# Marco Drain Machines



## JGT (Jan 15, 2017)

Hey Guys, 
I know they went out of business a few years back, wondering if anyone has an info on some used ones someone is selling? or some insider info i dont know about lol.

im just stuck on using marco, i absolutely love it and cant change to anything else.
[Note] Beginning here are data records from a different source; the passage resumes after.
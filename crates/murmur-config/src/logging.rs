use serde::Deserialize;

/// Log output configuration
#[derive(Debug, Clone, Deserialize)]
#[serde(deny_unknown_fields)]
pub struct LoggingConfig {
    /// `EnvFilter` directive, `RUST_LOG` takes precedence when set
    #[serde(default = "default_filter")]
    pub filter: String,
    #[serde(default)]
    pub format: LogFormat,
}

impl Default for LoggingConfig {
    fn default() -> Self {
        Self {
            filter: default_filter(),
            format: LogFormat::default(),
        }
    }
}

/// Output format of the log lines
#[derive(Debug, Clone, Copy, Default, PartialEq, Eq, Deserialize)]
#[serde(rename_all = "snake_case")]
pub enum LogFormat {
    /// Human readable (default)
    #[default]
    Pretty,
    /// One JSON object per line
    Json,
}

fn default_filter() -> String {
    "info".to_string()
}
Any info would be great:thumbup:


----------



## ToUtahNow (Jul 19, 2008)

I threw my last Marco away over 40 years ago. They were junk then and they are junk now. Perhaps it's time to buy a real machine?

Mark


----------



## Debo22 (Feb 15, 2015)

JGT said:


> Hey Guys,
> I know they went out of business a few years back, wondering if anyone has an info on some used ones someone is selling? or some insider info i dont know about lol.
> 
> im just stuck on using marco, i absolutely love it and cant change to anything else.
> ...


Here's a link that should help

http://www.plumbingzone.com/f3/why-post-intro-11368/


----------



## JGT (Jan 15, 2017)

Debo22 said:


> Here's a link that should help
> 
> http://www.plumbingzone.com/f3/why-post-intro-11368/


apologies 

http://www.plumbingzone.com/f3/lets-try-agian-70961/#post1058041


----------



## GAN (Jul 10, 2012)

https://for-sale.yakaz.com/marco-drain-machine

http://orangecounty.craigslist.org/search/sso?sort=rel&query=drain%20snake&srchType=T

https://www.govdeals.com/?fa=Main.Item&itemid=975&acctid=3954


----------



## Calrooter (Feb 7, 2017)

I love my pick-a-pak, never used the automatic feed, (remove it), feed by hand only.
Last year we got 3 from eBay, 1 with the metal drum which is only for "display" in our "weird gallery" at our office.
I take care of mine with passion! and yes, I tried Ridgid, Super bee, Gorlitz and one made by a local supplier... at the end when we have a "hard" tub drain, Marco will save the day! 
Try eBay or Craigslist, if you google it there is a company http://mystelco.com/index.php?main_page=product_info&products_id=475163
I tried and never get a response.


----------



## JGT (Jan 15, 2017)

Calrooter said:


> I love my pick-a-pak, never used the automatic feed, (remove it), feed by hand only.
> Last year we got 3 from eBay, 1 with the metal drum which is only for "display" in our "weird gallery" at our office.
> I take care of mine with passion! and yes, I tried Ridgid, Super bee, Gorlitz and one made by a local supplier... at the end when we have a "hard" tub drain, Marco will save the day!
> Try eBay or Craigslist, if you google it there is a company http://mystelco.com/index.php?main_page=product_info&products_id=475163
> I tried and never get a response.



i remove the auto feed as well , its the best to get through any tight P-trap, and the drum is super easy to take off, i tried that website, no response either, so i phoned them , and they said they couldnt help me, the guy who set up their website put EVERYTHING on it, stuff they dont even have lol so that was a no go


----------



## Calrooter (Feb 7, 2017)

300.00 

http://www.ebay.com/itm/MARCO-Pik-a-Pak-PICK-A-PAK-SNAKE-DRAIN-CLEANER-FREE-SHIPPING-/192092873141?hash=item2cb9a0a1b5:g:RxEAAOSw5cNYZImH


----------



## Tommy plumber (Feb 19, 2010)

JGT said:


> Hey Guys,
> I know they went out of business a few years back, wondering if anyone has an info on some used ones someone is selling? or some insider info i dont know about lol.
> 
> im just stuck on using marco, i absolutely love it and cant change to anything else.
> ...














The first step in kicking an addiction is to admit that you have a problem. There's help.


----------



## JGT (Jan 15, 2017)

Calrooter said:


> 300.00
> 
> http://www.ebay.com/itm/MARCO-Pik-a-Pak-PICK-A-PAK-SNAKE-DRAIN-CLEANER-FREE-SHIPPING-/192092873141?hash=item2cb9a0a1b5:g:RxEAAOSw5cNYZImH


yeah dude, thats been on ebay forever, its too much, old as hell too lol


----------



## JGT (Jan 15, 2017)

Tommy plumber said:


> The first step in kicking an addiction is to admit that you have a problem. There's help.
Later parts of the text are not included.